A Bolsa-Criança é um benefício do programa de mesmo nome que unificaria todos os benefícios hoje pagos às crianças, mas com uma característica nova: o benefício seria universal para as 50 milhões de crianças de zero até 18 anos, sem distinção. Ou seja, e aqui vai minha proposta, cada criança brasileira de 0 a 18 anos passa a receber R$ 60,00 por mês, ou seja, R$ 720,00/ano. Esse valor se destina a unificar o Salário-Família, o Bolsa-Família (a parte das crianças, e fica mantida a Bolsa-Família de quem tem mais de 18 anos) e a dedução por dependente no Imposto de Renda.

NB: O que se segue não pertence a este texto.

//! Value classification
//!
//! Every directive family reduces to the same question: given a dynamic value,
//! should the attribute be suppressed, rendered bare (`disabled`), or rendered
//! with a value (`title="..."`)? The four classifier variants below encode the
//! PHP loose-truthiness rules explicitly, since the host language's native
//! truthiness differs (`"0"` is truthy in Rust terms, falsy in PHP's).

use crate::value::AttributeValue;

/// Outcome of classifying a value for one directive family.
///
/// The `Valued` payload is the raw stringified value; HTML escaping is applied
/// exactly once, when the final fragment is emitted.
#[derive(Debug, Clone, PartialEq, Eq)]
pub enum Disposition {
	/// Render nothing.
	Suppress,
	/// Render the attribute name only, e.g. `disabled`.
	Bare,
	/// Render `name="value"` with the payload escaped.
	Valued(String),
}

/// Classifier for the plain families (`flag`, `bool`, `attr`, `enum`, `data`).
///
/// Reproduces PHP's falsy set: `null`, `false`, `0`, `"0"`, the empty string
/// and whitespace-only strings all suppress. `true` renders bare; everything
/// else carries its stringified value.
///
/// # Examples
///
/// ```
/// use tera_html_attributes::{AttributeValue, Disposition, classify_plain};
///
/// assert_eq!(classify_plain(&AttributeValue::Null), Disposition::Suppress);
/// assert_eq!(classify_plain(&AttributeValue::Int(0)), Disposition::Suppress);
/// assert_eq!(classify_plain(&true.into()), Disposition::Bare);
/// assert_eq!(
///     classify_plain(&"test".into()),
///     Disposition::Valued("test".to_string())
/// );
/// ```
pub fn classify_plain(value: &AttributeValue) -> Disposition {
	match value {
		AttributeValue::Null | AttributeValue::Bool(false) => Disposition::Suppress,
		AttributeValue::Bool(true) => Disposition::Bare,
		other => {
			let s = other.cast_string();
			// PHP's '0' check is exact, not trimmed: " 0 " still renders.
			if s == "0" || s.trim().is_empty() {
				Disposition::Suppress
			} else {
				Disposition::Valued(s)
			}
		}
	}
}

/// Classifier for forced-value mode (`attr`/`enum`/`data` with a trailing `=`
/// marker).
///
/// Only true absence suppresses; `false`, `0` and even the empty string render
/// with their literal form, whitespace preserved.
///
/// # Examples
///
/// ```
/// use tera_html_attributes::{AttributeValue, Disposition, classify_forced};
///
/// assert_eq!(
///     classify_forced(&false.into()),
///     Disposition::Valued("false".to_string())
/// );
/// assert_eq!(
///     classify_forced(&"   ".into()),
///     Disposition::Valued("   ".to_string())
/// );
/// assert_eq!(classify_forced(&AttributeValue::Null), Disposition::Suppress);
/// ```
pub fn classify_forced(value: &AttributeValue) -> Disposition {
	match value {
		AttributeValue::Null => Disposition::Suppress,
		other => Disposition::Valued(other.literal_string()),
	}
}

/// Classifier for the `aria` family.
///
/// Aria attributes must never be bare and never carry empty values: booleans
/// always render as `"true"`/`"false"` literals, blank strings suppress. With
/// `negated`, the boolean literal is inverted; non-boolean values are
/// unaffected by negation.
///
/// # Examples
///
/// ```
/// use tera_html_attributes::{AttributeValue, Disposition, classify_aria};
///
/// assert_eq!(
///     classify_aria(&false.into(), false),
///     Disposition::Valued("false".to_string())
/// );
/// assert_eq!(
///     classify_aria(&false.into(), true),
///     Disposition::Valued("true".to_string())
/// );
/// assert_eq!(classify_aria(&"".into(), false), Disposition::Suppress);
/// ```
pub fn classify_aria(value: &AttributeValue, negated: bool) -> Disposition {
	match value {
		AttributeValue::Null => Disposition::Suppress,
		AttributeValue::Bool(b) => {
			let literal = if *b != negated { "true" } else { "false" };
			Disposition::Valued(literal.to_string())
		}
		other => {
			let s = other.cast_string();
			if s.trim().is_empty() {
				Disposition::Suppress
			} else {
				Disposition::Valued(s)
			}
		}
	}
}

/// Classifier for the `neat` family.
///
/// Neat renders anything present, including `false` and `0`, as a valued
/// attribute; only `null` and blank strings suppress.
///
/// # Examples
///
/// ```
/// use tera_html_attributes::{AttributeValue, Disposition, classify_neat};
///
/// assert_eq!(
///     classify_neat(&false.into()),
///     Disposition::Valued("false".to_string())
/// );
/// assert_eq!(
///     classify_neat(&0.into()),
///     Disposition::Valued("0".to_string())
/// );
/// assert_eq!(classify_neat(&"   ".into()), Disposition::Suppress);
/// ```
pub fn classify_neat(value: &AttributeValue) -> Disposition {
	match value {
		AttributeValue::Null => Disposition::Suppress,
		other => {
			let s = other.literal_string();
			if s.trim().is_empty() {
				Disposition::Suppress
			} else {
				Disposition::Valued(s)
			}
		}
	}
}

#[cfg(test)]
mod tests {
	use super::*;
	use rstest::rstest;

	#[rstest]
	#[case(AttributeValue::Null)]
	#[case(AttributeValue::Bool(false))]
	#[case(AttributeValue::Int(0))]
	#[case(AttributeValue::Float(0.0))]
	#[case(AttributeValue::Str("0".to_string()))]
	#[case(AttributeValue::Str(String::new()))]
	#[case(AttributeValue::Str("   ".to_string()))]
	fn test_plain_suppresses_php_falsy(#[case] value: AttributeValue) {
		assert_eq!(classify_plain(&value), Disposition::Suppress);
	}

	#[rstest]
	#[case(AttributeValue::Int(1), "1")]
	#[case(AttributeValue::Int(9), "9")]
	#[case(AttributeValue::Str("bar".to_string()), "bar")]
	#[case(AttributeValue::Str(" 0 ".to_string()), " 0 ")]
	#[case(AttributeValue::Float(1.5), "1.5")]
	fn test_plain_valued(#[case] value: AttributeValue, #[case] expected: &str) {
		assert_eq!(
			classify_plain(&value),
			Disposition::Valued(expected.to_string())
		);
	}

	#[test]
	fn test_plain_true_is_bare() {
		assert_eq!(classify_plain(&AttributeValue::Bool(true)), Disposition::Bare);
	}

	#[rstest]
	#[case(AttributeValue::Bool(true), "true")]
	#[case(AttributeValue::Bool(false), "false")]
	#[case(AttributeValue::Int(0), "0")]
	#[case(AttributeValue::Str(String::new()), "")]
	#[case(AttributeValue::Str("   ".to_string()), "   ")]
	fn test_forced_always_valued(#[case] value: AttributeValue, #[case] expected: &str) {
		assert_eq!(
			classify_forced(&value),
			Disposition::Valued(expected.to_string())
		);
	}

	#[test]
	fn test_forced_suppresses_only_null() {
		assert_eq!(classify_forced(&AttributeValue::Null), Disposition::Suppress);
	}

	#[test]
	fn test_aria_booleans_are_always_valued() {
		assert_eq!(
			classify_aria(&AttributeValue::Bool(true), false),
			Disposition::Valued("true".to_string())
		);
		assert_eq!(
			classify_aria(&AttributeValue::Bool(false), false),
			Disposition::Valued("false".to_string())
		);
	}

	#[test]
	fn test_aria_negation_inverts_boolean_literal_only() {
		assert_eq!(
			classify_aria(&AttributeValue::Bool(true), true),
			Disposition::Valued("false".to_string())
		);
		assert_eq!(
			classify_aria(&AttributeValue::Str("menu".to_string()), true),
			Disposition::Valued("menu".to_string())
		);
		assert_eq!(classify_aria(&AttributeValue::Null, true), Disposition::Suppress);
	}

	#[rstest]
	#[case(AttributeValue::Str(String::new()))]
	#[case(AttributeValue::Str("   ".to_string()))]
	#[case(AttributeValue::Null)]
	fn test_aria_suppresses_blank(#[case] value: AttributeValue) {
		assert_eq!(classify_aria(&value, false), Disposition::Suppress);
	}

	#[test]
	fn test_neat_renders_falsy_scalars() {
		assert_eq!(
			classify_neat(&AttributeValue::Bool(false)),
			Disposition::Valued("false".to_string())
		);
		assert_eq!(
			classify_neat(&AttributeValue::Int(0)),
			Disposition::Valued("0".to_string())
		);
		assert_eq!(
			classify_neat(&AttributeValue::Str("0".to_string())),
			Disposition::Valued("0".to_string())
		);
	}

	#[test]
	fn test_neat_suppresses_null_and_blank() {
		assert_eq!(classify_neat(&AttributeValue::Null), Disposition::Suppress);
		assert_eq!(
			classify_neat(&AttributeValue::Str(String::new())),
			Disposition::Suppress
		);
		assert_eq!(
			classify_neat(&AttributeValue::Str("\t\n".to_string())),
			Disposition::Suppress
		);
	}
}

A vantagem desse (ou dessa) Bolsa-Criança é a total simplicidade. É um programa fácil de administrar, não depende de controle sobre renda e emprego da família, não dá margem à corrupção, tudo por uma só razão: todas as 50 milhões de crianças receberão a Bolsa-Criança, seja filho de um mendigo ou de um ricaço. É na simplicidade que reside o mérito do programa. Alguém vai objetar: “como vamos dar dinheiro para os filhos dos ricos?”.

Primeiro, o país já dá benefício para os ricos no direito de deduzir um valor por dependente no Imposto de Renda (em torno de R$ 52,00/mês). Segundo, se o governo tiver que controlar quem tem emprego e quem não tem, quem estava desempregado e não está mais, quem era pobre e hoje não é mais, quem é pobre e quem é rico, e ficar atualizando cadastros todos os dias, os custos burocráticos serão imensos e as fraudes e a corrupção vão pipocar aos montes.

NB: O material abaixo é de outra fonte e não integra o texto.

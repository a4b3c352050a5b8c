//! Dynamic attribute values
//!
//! The renderer classifies a small union of scalar values the way PHP's loose
//! typing does: `null`, booleans, integers, floats and strings each have a
//! well-defined string cast and truthiness. Collections have no meaning for a
//! single HTML attribute and are rejected at the template-engine boundary,
//! never inside the classifier.

use tera::Value;

/// A dynamic value supplied to an attribute directive at render time.
///
/// # Examples
///
/// ```
/// use tera_html_attributes::AttributeValue;
///
/// let value: AttributeValue = "hello".into();
/// assert_eq!(value, AttributeValue::Str("hello".to_string()));
///
/// let absent: AttributeValue = Option::<i64>::None.into();
/// assert_eq!(absent, AttributeValue::Null);
/// ```
#[derive(Debug, Clone, PartialEq)]
pub enum AttributeValue {
	/// Absent value; always suppresses the attribute.
	Null,
	Bool(bool),
	Int(i64),
	Float(f64),
	Str(String),
}

impl AttributeValue {
	/// Convert a `tera::Value` into an attribute value.
	///
	/// Arrays, objects and non-finite numbers are not meaningful as attribute
	/// values and produce an error; this keeps the classifier itself total.
	///
	/// # Examples
	///
	/// ```
	/// use tera_html_attributes::AttributeValue;
	/// use serde_json::json;
	///
	/// assert_eq!(
	///     AttributeValue::from_tera(&json!(42)).unwrap(),
	///     AttributeValue::Int(42)
	/// );
	/// assert_eq!(
	///     AttributeValue::from_tera(&json!(null)).unwrap(),
	///     AttributeValue::Null
	/// );
	/// assert!(AttributeValue::from_tera(&json!([1, 2])).is_err());
	/// ```
	pub fn from_tera(value: &Value) -> tera::Result<Self> {
		match value {
			Value::Null => Ok(Self::Null),
			Value::Bool(b) => Ok(Self::Bool(*b)),
			Value::Number(n) => {
				if let Some(i) = n.as_i64() {
					Ok(Self::Int(i))
				} else if let Some(f) = n.as_f64() {
					Ok(Self::Float(f))
				} else {
					Err(tera::Error::msg(format!(
						"attribute value {n} cannot be represented as an integer or float"
					)))
				}
			}
			Value::String(s) => Ok(Self::Str(s.clone())),
			Value::Array(_) | Value::Object(_) => Err(tera::Error::msg(
				"attribute value must be a string, number, boolean, or null",
			)),
		}
	}

	/// PHP-style string cast for non-boolean scalars.
	///
	/// Integers and floats stringify the way PHP casts them (`1.0` → `"1"`,
	/// `1.5` → `"1.5"`); strings pass through unchanged. `Null` casts to the
	/// empty string and booleans to `"1"`/`""`, though every classifier
	/// branches on those variants before reaching a string check.
	pub(crate) fn cast_string(&self) -> String {
		match self {
			Self::Null => String::new(),
			Self::Bool(true) => "1".to_string(),
			Self::Bool(false) => String::new(),
			Self::Int(i) => i.to_string(),
			Self::Float(f) => f.to_string(),
			Self::Str(s) => s.clone(),
		}
	}

	/// Stringification used where a boolean renders as a value: `"true"` and
	/// `"false"` instead of PHP's `"1"`/`""` cast.
	pub(crate) fn literal_string(&self) -> String {
		match self {
			Self::Bool(b) => if *b { "true" } else { "false" }.to_string(),
			other => other.cast_string(),
		}
	}
}

impl From<bool> for AttributeValue {
	fn from(b: bool) -> Self {
		Self::Bool(b)
	}
}

impl From<i64> for AttributeValue {
	fn from(i: i64) -> Self {
		Self::Int(i)
	}
}

impl From<i32> for AttributeValue {
	fn from(i: i32) -> Self {
		Self::Int(i64::from(i))
	}
}

impl From<f64> for AttributeValue {
	fn from(f: f64) -> Self {
		Self::Float(f)
	}
}

impl From<&str> for AttributeValue {
	fn from(s: &str) -> Self {
		Self::Str(s.to_string())
	}
}

impl From<String> for AttributeValue {
	fn from(s: String) -> Self {
		Self::Str(s)
	}
}

impl<T: Into<AttributeValue>> From<Option<T>> for AttributeValue {
	fn from(value: Option<T>) -> Self {
		value.map_or(Self::Null, Into::into)
	}
}

#[cfg(test)]
mod tests {
	use super::*;
	use serde_json::json;

	#[test]
	fn test_from_tera_scalars() {
		assert_eq!(
			AttributeValue::from_tera(&json!("abc")).unwrap(),
			AttributeValue::Str("abc".to_string())
		);
		assert_eq!(
			AttributeValue::from_tera(&json!(true)).unwrap(),
			AttributeValue::Bool(true)
		);
		assert_eq!(
			AttributeValue::from_tera(&json!(-7)).unwrap(),
			AttributeValue::Int(-7)
		);
		assert_eq!(
			AttributeValue::from_tera(&json!(2.5)).unwrap(),
			AttributeValue::Float(2.5)
		);
		assert_eq!(
			AttributeValue::from_tera(&json!(null)).unwrap(),
			AttributeValue::Null
		);
	}

	#[test]
	fn test_from_tera_rejects_collections() {
		assert!(AttributeValue::from_tera(&json!([1])).is_err());
		assert!(AttributeValue::from_tera(&json!({"a": 1})).is_err());
	}

	#[test]
	fn test_cast_string_matches_php_casts() {
		assert_eq!(AttributeValue::Int(0).cast_string(), "0");
		assert_eq!(AttributeValue::Int(123).cast_string(), "123");
		assert_eq!(AttributeValue::Float(1.0).cast_string(), "1");
		assert_eq!(AttributeValue::Float(1.5).cast_string(), "1.5");
		assert_eq!(AttributeValue::Bool(true).cast_string(), "1");
		assert_eq!(AttributeValue::Bool(false).cast_string(), "");
		assert_eq!(AttributeValue::Null.cast_string(), "");
	}

	#[test]
	fn test_literal_string_spells_out_booleans() {
		assert_eq!(AttributeValue::Bool(true).literal_string(), "true");
		assert_eq!(AttributeValue::Bool(false).literal_string(), "false");
		assert_eq!(AttributeValue::Int(8).literal_string(), "8");
	}

	#[test]
	fn test_option_conversion() {
		let some: AttributeValue = Some(3i64).into();
		assert_eq!(some, AttributeValue::Int(3));

		let none: AttributeValue = Option::<&str>::None.into();
		assert_eq!(none, AttributeValue::Null);
	}
}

Em terceiro lugar, o benefício universal vai cobrir todas as 50 milhões de crianças, entre elas, aquelas 8,5 milhões cujas famílias estão entre os 30% mais pobres da população e não têm Bolsa-Família, nem Salário-Família e não se beneficiam da dedução por dependente no Imposto de Renda porque os pais estão abaixo da faixa de tributação.

Além do mérito de ser simples, custo de operação baixo, imune a fraudes e corrupção, o programa Bolsa-Criança gera um gasto adicional para o governo federal de R$ 10 bilhões/ano apenas (valor pequeno no orçamento nacional), já que unifica os benefícios atualmente existentes, conforme dito. No começo de outubro/2019, fiz comentário na Rádio CBN Curitiba falando dessa proposta e, no fim da primeira quinzena desse mesmo mês, vi com boa surpresa o resultado do Prêmio Nobel de Economia 2019.

O Nobel de Economia (na prática pago pelo Banco Central da Suíça, desde 1969) foi concedido a três economistas: Abhijit Banerjee (nascido na Índia), Esther Duflo e Michael Kremer, todos dos Estados Unidos, por suas pesquisas sobre políticas de combate à pobreza. Além de defenderem a necessidade desse tipo de política, eles descobriram fórmulas e meios de melhorar a capacidade e a eficiência das políticas e das práticas dos programas destinados a reduzir a pobreza no mundo. Estou convicto de que um programa Bolsa-Criança, universal para os 50 milhões de brasileiros de zero a 18 anos, é necessário, defensável e permitirá que todos os bebês de famílias muito pobres tenham no mínimo o que comer.

 

José Pio Martins é economista e reitor da Universidade Positivo.